For Cabin Pressure Jenkin van Zyl reconfigures Amanda Wilkinson Gallery into a fortified crate that alludes to van Zyl’s forthcoming film: In Vitro. Partially filmed on an abandoned film set on a frozen shore in Iceland, and reflecting the artist’s interest in narratives that tap dance on the borderline between hellscape and paradise, In Vitro unfurls in a subterranean office constructed out of the husks of chartered aircrafts. Enticed here by the promise of a good fantasy, a sextet of ghouls enact obscure libidinal rituals in a lottery of reproduction. A central motif in the film, whose core concerns are physical mutability and the rotation and plasticity of roles, is that of the body double.

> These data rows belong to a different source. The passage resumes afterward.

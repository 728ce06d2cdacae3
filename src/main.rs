mod api;
mod client;
mod config;
mod device_config;
mod discovery;
mod drift;
mod drift_scheduler;
mod error;
mod metrics;
mod model;
mod notify;
mod plugins;
mod response;
mod store;
mod sync;
mod template;
mod websocket;

use std::net::SocketAddr;
use std::sync::Arc;
use std::time::Duration;

use tracing_subscriber::EnvFilter;

use api::AppState;
use client::{ClientFactory, ClientOptions};
use config::AppConfig;
use drift_scheduler::DriftScheduler;
use metrics::Collector;
use notify::Notifier;
use plugins::backup::BackupPlugin;
use plugins::gitops::GitopsPlugin;
use plugins::sma::SmaPlugin;
use plugins::structured::StructuredPlugin;
use plugins::{PluginRegistry, PluginType};
use sync::SyncEngine;
use template::TemplateEngine;
use websocket::Hub;

#[tokio::main]
async fn main() -> anyhow::Result<()> {
    let config = Arc::new(AppConfig::load()?);

    tracing_subscriber::fmt()
        .with_env_filter(EnvFilter::try_from_default_env().unwrap_or_else(|_| {
            EnvFilter::new(format!("{},shelly_manager=debug", config.log.level))
        }))
        .init();

    tracing::info!("Starting Shelly Manager v{}", env!("CARGO_PKG_VERSION"));
    tracing::info!(
        port = config.http.port,
        db = %config.database.path.display(),
        networks = config.discovery.networks.len(),
        "configuration loaded"
    );

    // A dead store at startup is fatal.
    let store = store::open(&config.database)?;

    let factory = Arc::new(ClientFactory::new(ClientOptions::default()));
    let templates = Arc::new(TemplateEngine::new());
    let notifier = Notifier::new(store.clone());

    let scheduler = DriftScheduler::new(
        store.clone(),
        factory.clone(),
        notifier.clone(),
        config.plugins.drift_workers,
    );

    // ── Plugin registry ──────────────────────────────────
    let registry = Arc::new(PluginRegistry::new());
    registry
        .register(PluginType::Sync, Arc::new(SmaPlugin::new(store.clone())))
        .await?;
    registry
        .register(PluginType::Sync, Arc::new(StructuredPlugin::json(store.clone())))
        .await?;
    registry
        .register(PluginType::Sync, Arc::new(StructuredPlugin::yaml(store.clone())))
        .await?;
    registry
        .register(PluginType::Sync, Arc::new(GitopsPlugin::new(store.clone())))
        .await?;
    registry
        .register(PluginType::Backup, Arc::new(BackupPlugin::new(store.clone())))
        .await?;
    tracing::info!(count = registry.list().len(), "plugins registered");

    let sync_engine = SyncEngine::new(
        store.clone(),
        registry,
        notifier.clone(),
        config.plugins.output_dir.clone(),
    );

    // ── Metrics collector + WebSocket hub ────────────────
    let collector = Collector::new(
        store.clone(),
        Duration::from_secs(config.metrics.interval_secs.max(1)),
    );
    let hub = Hub::new(collector.clone());
    tokio::spawn(collector.clone().run());

    // ── Drift scheduler loop ─────────────────────────────
    tokio::spawn(scheduler.clone().run_loop());

    // ── TTL sweep for discovered devices ─────────────────
    {
        let store = store.clone();
        let interval = Duration::from_secs(config.discovery.cleanup_interval_secs.max(10));
        tokio::spawn(async move {
            let mut ticker = tokio::time::interval(interval);
            loop {
                ticker.tick().await;
                match store.cleanup_expired_discovered(chrono::Utc::now()) {
                    Ok(0) => {}
                    Ok(removed) => {
                        tracing::debug!(removed, "swept expired discovery records");
                    }
                    Err(e) => tracing::warn!(error = %e, "discovery TTL sweep failed"),
                }
            }
        });
    }

    let app_state = Arc::new(AppState {
        store,
        config: config.clone(),
        factory,
        templates,
        scheduler,
        sync: sync_engine,
        collector,
        hub,
        started_at: std::time::Instant::now(),
    });

    let app = api::router(app_state);

    let addr = SocketAddr::from(([0, 0, 0, 0], config.http.port));
    let listener = tokio::net::TcpListener::bind(addr).await?;
    tracing::info!("Listening on {}", addr);

    axum::serve(listener, app)
        .with_graceful_shutdown(shutdown_signal())
        .await?;

    tracing::info!("Shelly Manager shutdown complete");
    Ok(())
}

/// Wait for SIGTERM or SIGINT for graceful shutdown.
async fn shutdown_signal() {
    let ctrl_c = async {
        tokio::signal::ctrl_c()
            .await
            .expect("failed to install Ctrl+C handler");
    };

    #[cfg(unix)]
    let terminate = async {
        tokio::signal::unix::signal(tokio::signal::unix::SignalKind::terminate())
            .expect("failed to install signal handler")
            .recv()
            .await;
    };

    #[cfg(not(unix))]
    let terminate = std::future::pending::<()>();

    tokio::select! {
        _ = ctrl_c => { tracing::info!("Received SIGINT, shutting down"); }
        _ = terminate => { tracing::info!("Received SIGTERM, shutting down"); }
    }
}
#[async_trait]
impl SyncPlugin for GitopsPlugin {
    async fn export(&self, data: &SyncData, cfg: &Value) -> Result<ExportResult> {
        let root = cfg
            .get("output_path")
            .and_then(Value::as_str)
            .ok_or_else(|| Error::Validation("output_path is required".into()))?;
        let files = self.render_tree(data, cfg)?;

        let mut total_bytes = 0u64;
        for (relative, content) in &files {
            let path = Path::new(root).join(relative);
            if let Some(parent) = path.parent() {
                std::fs::create_dir_all(parent)?;
            }
            std::fs::write(&path, content)?;
            total_bytes += content.len() as u64;
        }
        tracing::info!(root, files = files.len(), "wrote GitOps tree");

        Ok(ExportResult {
            plugin: "gitops".into(),
            format: "yaml-tree".into(),
            record_count: (data.devices.len() + data.templates.len()) as u64,
            file_size: total_bytes,
            checksum: None,
            output_path: root.to_string(),
            warnings: Vec::new(),
        })
    }

    async fn preview(&self, data: &SyncData, cfg: &Value) -> Result<PreviewResult> {
        let files = self.render_tree(data, cfg)?;
        Ok(PreviewResult {
            record_count: (data.devices.len() + data.templates.len()) as u64,
            summary: format!("{} files across {} devices", files.len(), data.devices.len()),
            files: files
                .into_iter()
                .map(|(path, content)| PreviewFile {
                    path: path.display().to_string(),
                    size_bytes: content.len() as u64,
                })
                .collect(),
        })
    }

    /// Inverse walk: templates first, then device leaves under `groups/`.
    async fn import(
        &self,
        source: &ImportSource,
        _cfg: &Value,
        opts: &ImportOptions,
    ) -> Result<ImportResult> {
        let ImportSource::File(root) = source else {
            return Err(Error::Validation("gitops import needs a directory path".into()));
        };
        if !root.is_dir() {
            return Err(Error::Validation(format!(
                "gitops import root '{}' is not a directory",
                root.display()
            )));
        }

        let mut result = ImportResult::empty();

        let templates_dir = root.join("templates");
        if templates_dir.is_dir() {
            for entry in sorted_yaml_files(&templates_dir)? {
                let raw = std::fs::read_to_string(&entry)?;
                match serde_yaml::from_str::<GitopsTemplate>(&raw) {
                    Ok(doc) => self.import_template(&doc, opts, &mut result)?,
                    Err(e) => result
                        .errors
                        .push(format!("{}: {}", entry.display(), e)),
                }
            }
        }

        let groups_dir = root.join("groups");
        if groups_dir.is_dir() {
            for group in sorted_dirs(&groups_dir)? {
                for type_dir in sorted_dirs(&group)? {
                    for entry in sorted_yaml_files(&type_dir)? {
                        if entry.file_name().is_some_and(|n| n == "common.yaml") {
                            continue;
                        }
                        let raw = std::fs::read_to_string(&entry)?;
                        match serde_yaml::from_str::<GitopsDevice>(&raw) {
                            Ok(doc) => self.import_device(&doc, opts, &mut result)?,
                            Err(e) => result
                                .errors
                                .push(format!("{}: {}", entry.display(), e)),
                        }
                    }
                }
            }
        }

        result.success = result.errors.is_empty();
        Ok(result)
    }
}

Adjacent to the universe of In Vitro, Cabin Pressure locates us in the lair of a singular character from the film: Number 97, a Nosferatu-cum-Velma Kelly personage performed by Alex Margo Arden. In this exhibition sections of boarded-up modular fuselage host an array of elements: a glittering lavatory, Curtain Call; a film screened through blinking aircraft windows, Sorry-go-round; a large graphite drawing, I have abandoned my search for truth, and am now looking for a Good Fantasy; and a narrative text on the character of Number 97 by Brittany Newell, The Machines of Love.

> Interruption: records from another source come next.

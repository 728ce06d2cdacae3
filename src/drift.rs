//! Configuration drift detection.
//!
//! Both sides are normalized (volatile, device-managed fields dropped; map
//! keys already sort under serde_json) and compared semantically: numbers
//! within tolerance are equal, booleans match their string spellings.
//! Severity is a fixed classification of the drifted path.

use serde_json::{Map, Value};

use crate::model::{DriftEntry, DriftOp, DriftSeverity};

/// Fields the device mutates on its own; never drift.
const VOLATILE_KEYS: &[&str] = &[
    "uptime",
    "time",
    "unixtime",
    "ram_free",
    "ram_total",
    "ram_size",
    "fs_free",
    "fs_size",
    "cfg_rev",
    "nonce",
    "session",
    "serial",
    "rssi",
    "apower",
    "voltage",
    "current",
    "aenergy",
    "temperature",
    "by_minute",
    "minute_ts",
    "has_update",
    "new_version",
    "available_updates",
];

const RELATIVE_TOLERANCE: f64 = 1e-6;

/// Strip volatile fields recursively. serde_json objects iterate in key
/// order, so the result is canonical.
pub fn normalize(value: &Value) -> Value {
    match value {
        Value::Object(map) => {
            let mut out = Map::new();
            for (key, inner) in map {
                if VOLATILE_KEYS.contains(&key.as_str()) {
                    continue;
                }
                out.insert(key.clone(), normalize(inner));
            }
            Value::Object(out)
        }
        Value::Array(items) => Value::Array(items.iter().map(normalize).collect()),
        other => other.clone(),
    }
}

/// Semantic equality: numeric tolerance, boolean/string equivalence,
/// numeric strings equal their numbers.
pub fn semantically_equal(a: &Value, b: &Value) -> bool {
    match (a, b) {
        (Value::Number(x), Value::Number(y)) => match (x.as_f64(), y.as_f64()) {
            (Some(x), Some(y)) => {
                let scale = x.abs().max(y.abs()).max(1.0);
                (x - y).abs() <= RELATIVE_TOLERANCE * scale
            }
            _ => x == y,
        },
        (Value::Bool(b1), Value::String(s)) | (Value::String(s), Value::Bool(b1)) => {
            matches!(
                (b1, s.to_ascii_lowercase().as_str()),
                (true, "true") | (true, "on") | (false, "false") | (false, "off")
            )
        }
        (Value::Number(n), Value::String(s)) | (Value::String(s), Value::Number(n)) => {
            matches!((s.parse::<f64>(), n.as_f64()), (Ok(parsed), Some(num))
                if {
                    let scale = parsed.abs().max(num.abs()).max(1.0);
                    (parsed - num).abs() <= RELATIVE_TOLERANCE * scale
                })
        }
        (Value::Object(x), Value::Object(y)) => {
            x.len() == y.len()
                && x.iter().all(|(k, v)| y.get(k).is_some_and(|w| semantically_equal(v, w)))
        }
        (Value::Array(x), Value::Array(y)) => {
            x.len() == y.len()
                && x.iter().zip(y.iter()).all(|(v, w)| semantically_equal(v, w))
        }
        (x, y) => x == y,
    }
}

/// Fixed severity classification: security > network > feature > cosmetic.
pub fn classify_severity(path: &str) -> DriftSeverity {
    let lower = path.to_ascii_lowercase();
    let head = lower.split(['.', ':']).next().unwrap_or("");

    const SECURITY: &[&str] = &["auth", "login", "password", "user", "key", "token", "https"];
    const NETWORK: &[&str] = &["wifi", "wifi_sta", "wifi_ap", "ap", "eth", "mqtt", "cloud", "ws", "sntp", "dns", "static_ip"];
    const COSMETIC: &[&str] = &["name", "led", "display", "ui", "night_mode"];

    if SECURITY.iter().any(|k| head == *k || lower.contains(&format!(".{}", k))) {
        return DriftSeverity::Security;
    }
    if NETWORK.iter().any(|k| head == *k) {
        return DriftSeverity::Network;
    }
    if COSMETIC.iter().any(|k| head == *k || lower.ends_with(&format!(".{}", k))) {
        return DriftSeverity::Cosmetic;
    }
    DriftSeverity::Feature
}

/// Structured semantic diff between desired and live configuration.
/// Both inputs should already be normalized.
pub fn diff(desired: &Value, live: &Value) -> Vec<DriftEntry> {
    let mut entries = Vec::new();
    walk("", desired, live, &mut entries);
    entries
}

fn push(entries: &mut Vec<DriftEntry>, path: &str, op: DriftOp, old: Option<&Value>, new: Option<&Value>) {
    entries.push(DriftEntry {
        path: path.to_string(),
        op,
        old: old.cloned(),
        new: new.cloned(),
        severity: classify_severity(path),
    });
}

fn child_path(prefix: &str, key: &str) -> String {
    if prefix.is_empty() {
        key.to_string()
    } else {
        format!("{}.{}", prefix, key)
    }
}

fn walk(prefix: &str, desired: &Value, live: &Value, entries: &mut Vec<DriftEntry>) {
    match (desired, live) {
        (Value::Object(want), Value::Object(have)) => {
            for (key, want_value) in want {
                let path = child_path(prefix, key);
                match have.get(key) {
                    Some(have_value) => walk(&path, want_value, have_value, entries),
                    None => push(entries, &path, DriftOp::Remove, Some(want_value), None),
                }
            }
            for (key, have_value) in have {
                if !want.contains_key(key) {
                    let path = child_path(prefix, key);
                    push(entries, &path, DriftOp::Add, None, Some(have_value));
                }
            }
        }
        (Value::Array(want), Value::Array(have)) => {
            let shared = want.len().min(have.len());
            for i in 0..shared {
                walk(&child_path(prefix, &i.to_string()), &want[i], &have[i], entries);
            }
            for (i, missing) in want.iter().enumerate().skip(shared) {
                push(
                    entries,
                    &child_path(prefix, &i.to_string()),
                    DriftOp::Remove,
                    Some(missing),
                    None,
                );
            }
            for (i, extra) in have.iter().enumerate().skip(shared) {
                push(
                    entries,
                    &child_path(prefix, &i.to_string()),
                    DriftOp::Add,
                    None,
                    Some(extra),
                );
            }
        }
        (want, have) => {
            if !semantically_equal(want, have) {
                push(entries, prefix, DriftOp::Change, Some(want), Some(have));
            }
        }
    }
}

/// Normalize both sides and diff them.
pub fn detect(desired: &Value, live: &Value) -> Vec<DriftEntry> {
    diff(&normalize(desired), &normalize(live))
}

#[cfg(test)]
mod tests {
    use super::*;
    use serde_json::json;

    #[test]
    fn test_normalize_drops_volatile() {
        let raw = json!({
            "wifi": {"ssid": "lab", "rssi": -60},
            "uptime": 4711,
            "sys": {"time": "12:00", "name": "x"}
        });
        let normalized = normalize(&raw);
        assert!(normalized.get("uptime").is_none());
        assert!(normalized["wifi"].get("rssi").is_none());
        assert!(normalized["sys"].get("time").is_none());
        assert_eq!(normalized["sys"]["name"], "x");
    }

    #[test]
    fn test_semantic_number_tolerance() {
        assert!(semantically_equal(&json!(1.0), &json!(1.0 + 1e-9)));
        assert!(!semantically_equal(&json!(1.0), &json!(1.1)));
        assert!(semantically_equal(&json!(1000000.0), &json!(1000000.5)));
    }

    #[test]
    fn test_semantic_bool_string() {
        assert!(semantically_equal(&json!(true), &json!("true")));
        assert!(semantically_equal(&json!("off"), &json!(false)));
        assert!(!semantically_equal(&json!(true), &json!("false")));
    }

    #[test]
    fn test_semantic_numeric_string() {
        assert!(semantically_equal(&json!("42"), &json!(42)));
        assert!(!semantically_equal(&json!("42a"), &json!(42)));
    }

    #[test]
    fn test_diff_change_remove_add() {
        let desired = json!({"wifi": {"ssid": "lab"}, "mqtt": {"enable": true}});
        let live = json!({"wifi": {"ssid": "guest"}, "ble": {"enable": true}});
        let entries = detect(&desired, &live);

        let change = entries.iter().find(|e| e.path == "wifi.ssid").unwrap();
        assert_eq!(change.op, DriftOp::Change);
        assert_eq!(change.severity, DriftSeverity::Network);

        let removed = entries.iter().find(|e| e.path == "mqtt").unwrap();
        assert_eq!(removed.op, DriftOp::Remove);

        let added = entries.iter().find(|e| e.path == "ble").unwrap();
        assert_eq!(added.op, DriftOp::Add);
        assert_eq!(added.new, Some(json!({"enable": true})));
    }

    #[test]
    fn test_diff_empty_when_equivalent() {
        let desired = json!({"relay": {"auto_off": true, "timeout": 30}});
        let live = json!({"relay": {"auto_off": "true", "timeout": 30.0000001}, "uptime": 5});
        assert!(detect(&desired, &live).is_empty());
    }

    #[test]
    fn test_severity_classification() {
        assert_eq!(classify_severity("auth.enabled"), DriftSeverity::Security);
        assert_eq!(classify_severity("login.username"), DriftSeverity::Security);
        assert_eq!(classify_severity("wifi.ssid"), DriftSeverity::Network);
        assert_eq!(classify_severity("mqtt.server"), DriftSeverity::Network);
        assert_eq!(classify_severity("relay.auto_off"), DriftSeverity::Feature);
        assert_eq!(classify_severity("name"), DriftSeverity::Cosmetic);
        assert_eq!(classify_severity("sys.device.name"), DriftSeverity::Cosmetic);
    }

    #[test]
    fn test_nested_auth_is_security() {
        assert_eq!(classify_severity("sys.auth.enabled"), DriftSeverity::Security);
    }

    #[test]
    fn test_array_diff_by_index() {
        let desired = json!({"relays": [{"ison": true}, {"ison": false}]});
        let live = json!({"relays": [{"ison": true}]});
        let entries = detect(&desired, &live);
        assert_eq!(entries.len(), 1);
        assert_eq!(entries[0].path, "relays.1");
        assert_eq!(entries[0].op, DriftOp::Remove);
    }
}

The drawing at the centre of the installation depicts a bewildering trust-building exercise negotiated by a herd of Number 97’s doppelgängers. Gridlocked in a constellation of anticipation, melancholia and possibility, on a hallucinatory aircraft runway, Number 97’s multiples pivot on the pressure point at which barriers between the original and the copy, between self and other, collapse. Facing off against the drawing, the monitors that make up Sorry-go-round mimic coin-operated arcade machines and perform the interminable and risky process of rolling the dice.

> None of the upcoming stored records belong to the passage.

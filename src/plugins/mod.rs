//! Export/import plugin registry.
//!
//! The registry is a type-indexed map `type → (name → plugin)`. Every
//! plugin declares its info, a config schema, and capabilities; sync
//! plugins add export/preview/import. Registration publishes a plugin only
//! after `initialize` succeeds, and health checks aggregate across all of
//! them.

pub mod backup;
pub mod gitops;
pub mod sma;
pub mod structured;

use std::collections::{BTreeMap, HashMap};
use std::path::PathBuf;
use std::sync::{Arc, RwLock};

use async_trait::async_trait;
use chrono::{DateTime, Utc};
use serde::{Deserialize, Serialize};
use serde_json::Value;

use crate::error::{Error, Result};
use crate::model::{ConfigTemplate, Device, DiscoveredDevice};

// ── Shared data view ────────────────────────────────────

/// The stable fleet view handed to sync plugins, explicitly ordered:
/// devices and templates sort by id, discovered rows by MAC.
#[derive(Debug, Clone, Serialize, Deserialize)]
pub struct SyncData {
    pub metadata: SyncMetadata,
    pub devices: Vec<Device>,
    pub templates: Vec<ConfigTemplate>,
    pub discovered_devices: Vec<DiscoveredDevice>,
    pub network_settings: Value,
    pub plugin_configurations: Value,
    pub system_settings: Value,
}

#[derive(Debug, Clone, Serialize, Deserialize)]
pub struct SyncMetadata {
    pub exported_at: DateTime<Utc>,
    pub manager_version: String,
    pub device_count: u64,
    pub template_count: u64,
}

impl SyncData {
    pub fn record_count(&self) -> u64 {
        (self.devices.len() + self.templates.len() + self.discovered_devices.len()) as u64
    }
}

// ── Plugin contracts ────────────────────────────────────

#[derive(Debug, Clone, Copy, PartialEq, Eq, Hash, Serialize, Deserialize)]
#[serde(rename_all = "lowercase")]
pub enum PluginType {
    Sync,
    Backup,
    Notification,
}

#[derive(Debug, Clone, Serialize)]
pub struct PluginInfo {
    pub name: String,
    pub version: String,
    pub description: String,
    pub category: String,
    pub formats: Vec<String>,
}

#[derive(Debug, Clone, Serialize)]
pub struct ConfigProperty {
    #[serde(rename = "type")]
    pub prop_type: String,
    pub required: bool,
    #[serde(skip_serializing_if = "Option::is_none")]
    pub default: Option<Value>,
    #[serde(rename = "enum", skip_serializing_if = "Option::is_none")]
    pub enum_values: Option<Vec<String>>,
    pub description: String,
}

#[derive(Debug, Clone, Default, Serialize)]
pub struct ConfigSchema {
    pub properties: BTreeMap<String, ConfigProperty>,
}

impl ConfigSchema {
    pub fn validate(&self, cfg: &Value) -> Result<()> {
        let obj = match cfg {
            Value::Null => return self.check_required(&serde_json::Map::new()),
            Value::Object(obj) => obj,
            _ => return Err(Error::Validation("plugin config must be an object".into())),
        };
        self.check_required(obj)?;
        for (key, value) in obj {
            let Some(prop) = self.properties.get(key) else { continue };
            let ok = match prop.prop_type.as_str() {
                "string" => value.is_string(),
                "number" => value.is_number(),
                "boolean" => value.is_boolean(),
                "object" => value.is_object(),
                "array" => value.is_array(),
                _ => true,
            };
            if !ok {
                return Err(Error::Validation(format!(
                    "config property '{}' must be a {}",
                    key, prop.prop_type
                )));
            }
            if let (Some(allowed), Some(s)) = (&prop.enum_values, value.as_str()) {
                if !allowed.iter().any(|a| a == s) {
                    return Err(Error::Validation(format!(
                        "config property '{}' must be one of {:?}",
                        key, allowed
                    )));
                }
            }
        }
        Ok(())
    }

    fn check_required(&self, obj: &serde_json::Map<String, Value>) -> Result<()> {
        for (key, prop) in &self.properties {
            if prop.required && !obj.contains_key(key) {
                return Err(Error::Validation(format!("config property '{}' is required", key)));
            }
        }
        Ok(())
    }
}

#[derive(Debug, Clone, Serialize)]
pub struct Capabilities {
    pub supports_incremental: bool,
    pub supports_scheduling: bool,
    #[serde(skip_serializing_if = "Option::is_none")]
    pub max_data_size: Option<u64>,
    pub concurrency_level: u32,
}

impl Default for Capabilities {
    fn default() -> Self {
        Self {
            supports_incremental: false,
            supports_scheduling: true,
            max_data_size: None,
            concurrency_level: 1,
        }
    }
}

#[derive(Debug, Clone, Copy, PartialEq, Eq, Hash, Serialize)]
#[serde(rename_all = "lowercase")]
pub enum HealthStatus {
    Healthy,
    Degraded,
    Unhealthy,
    Unknown,
}

#[derive(Debug, Clone, Serialize)]
pub struct PluginHealth {
    pub status: HealthStatus,
    pub message: String,
    pub checked_at: DateTime<Utc>,
}

impl PluginHealth {
    pub fn healthy() -> Self {
        Self { status: HealthStatus::Healthy, message: "ok".into(), checked_at: Utc::now() }
    }

    pub fn unhealthy(message: impl Into<String>) -> Self {
        Self { status: HealthStatus::Unhealthy, message: message.into(), checked_at: Utc::now() }
    }
}

// ── Sync results ────────────────────────────────────────

#[derive(Debug, Clone)]
pub enum ImportSource {
    File(PathBuf),
    Data(Vec<u8>),
}

impl ImportSource {
    /// Materialize the source bytes.
    pub fn bytes(&self) -> Result<Vec<u8>> {
        match self {
            ImportSource::File(path) => Ok(std::fs::read(path)?),
            ImportSource::Data(bytes) => Ok(bytes.clone()),
        }
    }
}

#[derive(Debug, Clone, Default, Deserialize)]
pub struct ImportOptions {
    #[serde(default)]
    pub dry_run: bool,
    #[serde(default)]
    pub validate_only: bool,
    #[serde(default)]
    pub force_overwrite: bool,
    #[serde(default)]
    pub backup_before: bool,
}

#[derive(Debug, Clone, Copy, PartialEq, Eq, Serialize, Deserialize)]
#[serde(rename_all = "lowercase")]
pub enum ChangeType {
    Create,
    Update,
    Skip,
}

#[derive(Debug, Clone, Serialize)]
pub struct ChangeEntry {
    #[serde(rename = "type")]
    pub change_type: ChangeType,
    pub resource: String,
    pub resource_id: String,
    #[serde(skip_serializing_if = "Option::is_none")]
    pub old: Option<Value>,
    #[serde(skip_serializing_if = "Option::is_none")]
    pub new: Option<Value>,
}

#[derive(Debug, Clone, Serialize)]
pub struct ImportResult {
    pub success: bool,
    pub records_imported: u64,
    pub records_skipped: u64,
    pub changes: Vec<ChangeEntry>,
    pub errors: Vec<String>,
    pub warnings: Vec<String>,
}

impl ImportResult {
    pub fn empty() -> Self {
        Self {
            success: true,
            records_imported: 0,
            records_skipped: 0,
            changes: Vec::new(),
            errors: Vec::new(),
            warnings: Vec::new(),
        }
    }
}

#[derive(Debug, Clone, Serialize)]
pub struct ExportResult {
    pub plugin: String,
    pub format: String,
    pub record_count: u64,
    pub file_size: u64,
    #[serde(skip_serializing_if = "Option::is_none")]
    pub checksum: Option<String>,
    pub output_path: String,
    pub warnings: Vec<String>,
}

#[derive(Debug, Clone, Serialize)]
pub struct PreviewFile {
    pub path: String,
    pub size_bytes: u64,
}

#[derive(Debug, Clone, Serialize)]
pub struct PreviewResult {
    pub files: Vec<PreviewFile>,
    pub record_count: u64,
    pub summary: String,
}

// ── Traits ──────────────────────────────────────────────

#[async_trait]
pub trait Plugin: Send + Sync {
    fn info(&self) -> PluginInfo;
    fn config_schema(&self) -> ConfigSchema;
    fn capabilities(&self) -> Capabilities;

    async fn initialize(&self) -> Result<()> {
        Ok(())
    }

    async fn cleanup(&self) -> Result<()> {
        Ok(())
    }

    async fn health(&self) -> PluginHealth {
        PluginHealth::healthy()
    }

    fn validate_config(&self, cfg: &Value) -> Result<()> {
        self.config_schema().validate(cfg)
    }
}

#[async_trait]
pub trait SyncPlugin: Plugin {
    async fn export(&self, data: &SyncData, cfg: &Value) -> Result<ExportResult>;
    async fn preview(&self, data: &SyncData, cfg: &Value) -> Result<PreviewResult>;
    async fn import(
        &self,
        source: &ImportSource,
        cfg: &Value,
        opts: &ImportOptions,
    ) -> Result<ImportResult>;
}

// ── Shared fleet upsert (used by the archive-shaped plugins) ──

/// Upsert templates by name: create when missing, update under
/// `force_overwrite`, otherwise skip. Dry runs only record changes.
pub(crate) fn upsert_templates(
    store: &crate::store::SharedStore,
    templates: &[ConfigTemplate],
    opts: &ImportOptions,
    result: &mut ImportResult,
) -> Result<()> {
    for template in templates {
        match store.get_template_by_name(&template.name)? {
            Some(current) => {
                if !opts.force_overwrite {
                    result.records_skipped += 1;
                    result.changes.push(ChangeEntry {
                        change_type: ChangeType::Skip,
                        resource: "template".into(),
                        resource_id: template.name.clone(),
                        old: None,
                        new: None,
                    });
                    continue;
                }
                if !opts.dry_run {
                    let mut updated = template.clone();
                    updated.id = current.id;
                    store.update_template(&updated)?;
                }
                result.records_imported += 1;
                result.changes.push(ChangeEntry {
                    change_type: ChangeType::Update,
                    resource: "template".into(),
                    resource_id: template.name.clone(),
                    old: Some(Value::String(current.body.clone())),
                    new: Some(Value::String(template.body.clone())),
                });
            }
            None => {
                if !opts.dry_run {
                    store.insert_template(template)?;
                }
                result.records_imported += 1;
                result.changes.push(ChangeEntry {
                    change_type: ChangeType::Create,
                    resource: "template".into(),
                    resource_id: template.name.clone(),
                    old: None,
                    new: None,
                });
            }
        }
    }
    Ok(())
}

Jenkin van Zyl Cabin Pressure Amanda Wilkinson 2nd – 19th December 2020 Wednesday – Saturday, 12 – 5pm or by appointment
About the Artist
Jenkin van Zyl (B. 1993, UK) lives and works in London and has a multidisciplinary practice comprising film, performance, drawing and sculpture. Recent solo and group presentations include Kiss my Genders, The Hayward Gallery, London (2019); Hors Pistes, Pompidou Centre, Paris (2020); Oblivion Industry, The Horse Hospital, London (2019); Kiss my Genders: live, Queen Elizabeth Hall, London (2019); the Royal Academy as part of their postgraduate degree, and will premiere a new immersive film installation In Vitro at Tramway as part of the Director’s Programme of the postponed Glasgow International in 2021.